In the spirit of the holiday, these are the top horror movies that I think of when I want to face the demons within, flirt with the idea of teetering on the precipice of madness, or just maximize the acreage of goose flesh upon my arms and legs and get as many cheap, dirty scares as my fragile brainpan can process. Here, then, are 10 (14) sure to churn you and burn you, my favorite horror films, laced with enough asides to get you thinking about other movies that might inspire just as many frights, should these not sate your need for nightmares…

AUDITION (2001; Takeshi Miike) Many of the films on this list made an impression on me in my formative years, when I was discovering the various pleasures of getting scared out of my skin. Seeing them as an adult requires a certain leap of nostalgic faith that somehow I’ll be transported, or at least vividly remember, the states of shock the individual movies were once able to put me in. But being reduced to a shuddering, gelatinous puddle is a tougher condition to slide into when you’re a rational 43-year-old grown-up. Enter Audition. A gentle, decent widower, who is also a TV producer, contrives a fake audition in order to meet a woman who can drag him out of his depression and back into romantic fulfillment. But the shy, demure young thing he falls for may or may not be holding some awful secrets that may or may not lead to a pretty grisly session on the floor of his apartment involving a hypodermic needle, some piano wire and—Well, a good portion of the art house crowd with which I saw this movie, folks who presumably knew of at least some of what they were in for when they paid to get through the front doors of the theater, never made it that far. I’ve never seen so many grown, presumably well-adjusted people flee for the exits before a movie was finished. Part domestic drama, part treatise on sexual relations (particularly as they exist in modern-day Japan), part feminist revenge fantasy, part psychosexual fantasia, this movie rattled me more than any other in recent memory. The midnight walk from the theater lobby to the potentially deadly parking lot after the screening never seemed so long…

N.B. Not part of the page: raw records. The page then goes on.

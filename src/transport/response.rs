//! Successful response returned by a [`Connection`](crate::Connection).

use bytes::Bytes;
use reqwest::header::HeaderMap;
use serde::de::DeserializeOwned;

use crate::Error;

/// A successful (non-error status) response with its body fully read.
#[derive(Debug, Clone)]
pub struct Response {
    status: u16,
    url: String,
    headers: HeaderMap,
    body: Bytes,
}

impl Response {
    /// Reads a blocking response into memory.
    pub(crate) fn read(response: reqwest::blocking::Response) -> Result<Self, Error> {
        let status = response.status().as_u16();
        let url = response.url().to_string();
        let headers = response.headers().clone();
        let body = response.bytes()?;
        Ok(Self {
            status,
            url,
            headers,
            body,
        })
    }

    /// Returns the HTTP status code.
    pub fn status(&self) -> u16 {
        self.status
    }

    /// Returns the final request URL.
    pub fn url(&self) -> &str {
        &self.url
    }

    /// Returns the response headers.
    pub fn headers(&self) -> &HeaderMap {
        &self.headers
    }

    /// Returns the raw body.
    pub fn bytes(&self) -> &Bytes {
        &self.body
    }

    /// Consumes the response, returning the raw body.
    pub fn into_bytes(self) -> Bytes {
        self.body
    }

    /// Returns the body decoded as UTF-8, replacing invalid sequences.
    pub fn text(&self) -> String {
        String::from_utf8_lossy(&self.body).into_owned()
    }

    /// Parses the body as JSON.
    ///
    /// An empty body parses as JSON `null`, so `serde_json::Value`, `()` and
    /// `Option<_>` targets accept it.
    pub fn json<T: DeserializeOwned>(&self) -> Result<T, Error> {
        let parsed = if self.body.iter().all(u8::is_ascii_whitespace) {
            serde_json::from_value(serde_json::Value::Null)
        } else {
            serde_json::from_slice(&self.body)
        };
        parsed.map_err(|e| {
            Error::invalid_response(format!("failed to parse response from {}: {}", self.url, e))
                .with_source(e)
        })
    }
}

#[cfg(test)]
impl Response {
    pub(crate) fn for_test(status: u16, body: &str) -> Self {
        Self {
            status,
            url: "https://api.gantry.dev/test".into(),
            headers: HeaderMap::new(),
            body: Bytes::from(body.to_string()),
        }
    }
}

THE BRIDE OF FRANKENSTEIN (1935; James Whale) A sequel that both satisfies expectations for a follow-up, yet simultaneously and subtly subverts them, adding sly commentary and mordant wit to the mix and expanding gloriously upon the minimalist poeticism of the original Frankenstein (1931; also directed by Whale). Young horror fans reveling in Universal Studio’s grandiose monster visions may have experienced, as I did, an extra frisson of familiar terror when the bride, on first laying eyes upon her intended, unleashes her infamous hiss, sending Karloff's pitiable creature into a spiral of rejection that ultimately results in the destruction of the castle and (until Son of Frankenstein anyway) an end to the grotesque manipulations of nature that were Dr. Frankenstein’s specialty. No, I never brought down the house over it, but I sure felt a strange empathy for that rejected monster at the end of this movie, one that made me realize how much more this movie had added to what could have been just another saga of a rampaging creature on the loose.

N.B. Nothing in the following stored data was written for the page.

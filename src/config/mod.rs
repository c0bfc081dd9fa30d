//! Configuration types for the Gantry SDK.
//!
//! This module provides:
//! - [`Settings`]: the `GANTRY_*` environment snapshot
//! - [`RetryConfig`]: retry behavior for transient server failures
//! - [`ConnectionConfig`]: the resolved base URL, timeout and retry policy

mod connection;
mod retry;
mod settings;

pub use connection::{
    ConnectionConfig, DEFAULT_BASE_URL, DEFAULT_MAX_RETRY_COUNT, DEFAULT_TIMEOUT,
};
pub use retry::{DEFAULT_RETRY_STATUSES, RetryConfig};
pub use settings::{
    ENV_API_TOKEN, ENV_API_URL, ENV_DATASOURCE_ID, ENV_DATASOURCE_SECRET, ENV_MAX_RETRY_COUNT,
    ENV_TIMEOUT, ENV_USER_ID, ENV_USER_PAT, Settings,
};
//! A single page returned by a list endpoint.

use serde::{Deserialize, Serialize};

/// A page of results plus the continuation token for the next page.
///
/// Deserializes from the list-endpoint shape
/// `{"items": [...], "next_token": "..."}`; `next_cursor` and `nextToken`
/// are accepted as aliases for the token.
#[derive(Debug, Clone, PartialEq, Serialize, Deserialize)]
pub struct Page<T> {
    /// The items in this page.
    #[serde(default = "Vec::new")]
    pub items: Vec<T>,

    /// Opaque token for the next page. `None` or empty means this is the last page.
    #[serde(default, alias = "next_cursor", alias = "nextToken")]
    pub next_token: Option<String>,
}

impl<T> Page<T> {
    /// Creates a page.
    pub fn new(items: Vec<T>, next_token: Option<String>) -> Self {
        Self { items, next_token }
    }

    /// Creates a final page.
    pub fn last(items: Vec<T>) -> Self {
        Self::new(items, None)
    }

    /// Returns `true` if this page is empty.
    pub fn is_empty(&self) -> bool {
        self.items.is_empty()
    }

    /// Returns the number of items in this page.
    pub fn len(&self) -> usize {
        self.items.len()
    }

    /// Returns the token for the next page, treating an empty token as none.
    pub fn next_token(&self) -> Option<&str> {
        self.next_token.as_deref().filter(|t| !t.is_empty())
    }

    /// Returns `true` if there are more pages available.
    pub fn has_next(&self) -> bool {
        self.next_token().is_some()
    }
}

impl<T> Default for Page<T> {
    fn default() -> Self {
        Self {
            items: Vec::new(),
            next_token: None,
        }
    }
}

THE BROOD (1979; David Cronenberg) When I first saw this movie, alone, late at night, alone in an old country house, watching on a rented Beta tape back in 1984, I thought it was almost unbearably frightening. Now, in 2005, as a parent of two, I don’t know if I’ve got the nerve to see it again. Psychoplasmics… Oliver Reed… rage made flesh… and Samantha Eggar as an essential element of some of the most disturbing body horror imagery ever put on film. This is Cronenberg’s first masterpiece, and in it are the seeds of some great work to come ( The Fly, Dead Ringers, and his adaptations of The Dead Zone and Naked Lunch). An essential nightmare.

CARRIE (1976; Brian De Palma) Speaking strictly as an interested observer, this could be the greatest movie (the only movie) about the horrors of menstruation ever made. De Palma also intertwines Stephen King’s somewhat crude text with deft high school satire, a heart-stopping empathy with Carrie White’s fear of rejection, soft-core pornography, perversely entertaining cross-breeding of Christian iconography (gothic Catholicism gets all twisted up with Pentecostal frenzy) and the most teasing, agonizingly drawn-out climax ever filmed. All this, and Piper Laurie too!

DEAD ALIVE (1992; Peter Jackson)
These aren’t your father’s zombies (or George Romero’s either), that’s for sure. Amazing, this literally breakneck romp of the undead hasn’t a mean-spirited bone in any of its dismembered parts, despite the incredibly high body count and creative torso dispatchment quotient. Credit for that particular high-wire act must go to writer-director Jackson, who never met a mutant baby or a disintegrating, pus-pumping zombie mom he didn’t on some level, like. Careful with that lawn mower, Eugene!

THE DEVILS (1971; Ken Russell) When I think of a Ken Russell movie, this is the one that sums him up for me. Based on Aldous Huxley’s The Devils of Loudon, it’s a bizarre mixture political and religious satire, history, black comedy and surrealistic flights of sexual and religious hysteria chronicling the clash between a Catholic priest, himself the object of worship by a convent of frenzied nuns, and the powerful forces of political and sexual oppression/suppression in 17th-century France. Oliver Reed is the priest who is sacrificed (over and over again) in some of the most gruesome, presumably historically accurate rituals of torture ever put on film, and Vanessa Redgrave is the hunchbacked nun who loves him blindly, irrationally, helplessly. It’s virtually impossible to see this film and think that Russell was anything less than unhinged, yet it’s strangely compelling—and serious—stuff.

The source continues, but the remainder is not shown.